> [Study material]
####
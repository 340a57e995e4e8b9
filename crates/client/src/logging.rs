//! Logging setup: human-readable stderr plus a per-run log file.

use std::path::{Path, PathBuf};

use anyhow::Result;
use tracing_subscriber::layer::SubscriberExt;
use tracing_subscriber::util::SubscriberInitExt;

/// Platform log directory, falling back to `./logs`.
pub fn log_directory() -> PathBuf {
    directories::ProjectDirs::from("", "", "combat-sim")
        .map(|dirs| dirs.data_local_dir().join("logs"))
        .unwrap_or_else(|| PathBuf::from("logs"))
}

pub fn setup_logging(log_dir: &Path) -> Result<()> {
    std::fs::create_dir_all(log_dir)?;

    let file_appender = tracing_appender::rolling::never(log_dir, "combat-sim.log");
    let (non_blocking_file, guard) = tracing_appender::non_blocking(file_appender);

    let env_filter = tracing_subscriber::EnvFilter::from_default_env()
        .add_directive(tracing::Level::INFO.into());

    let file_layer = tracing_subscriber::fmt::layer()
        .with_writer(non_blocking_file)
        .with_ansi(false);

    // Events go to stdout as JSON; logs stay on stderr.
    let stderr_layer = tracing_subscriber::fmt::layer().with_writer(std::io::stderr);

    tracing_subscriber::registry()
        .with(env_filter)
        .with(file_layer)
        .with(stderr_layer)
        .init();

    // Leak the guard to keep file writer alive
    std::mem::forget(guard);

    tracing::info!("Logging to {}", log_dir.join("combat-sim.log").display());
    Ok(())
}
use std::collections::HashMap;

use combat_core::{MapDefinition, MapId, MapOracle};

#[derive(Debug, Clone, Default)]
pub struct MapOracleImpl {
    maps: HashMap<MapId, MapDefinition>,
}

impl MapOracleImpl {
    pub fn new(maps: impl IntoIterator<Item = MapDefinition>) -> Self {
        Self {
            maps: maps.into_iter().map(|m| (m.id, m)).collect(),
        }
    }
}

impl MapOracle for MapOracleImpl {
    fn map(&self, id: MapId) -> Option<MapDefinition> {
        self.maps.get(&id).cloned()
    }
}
####
Show every line above in which the word "MapOracleImpl" appears.

pub struct MapOracleImpl {
impl MapOracleImpl {
impl MapOracle for MapOracleImpl {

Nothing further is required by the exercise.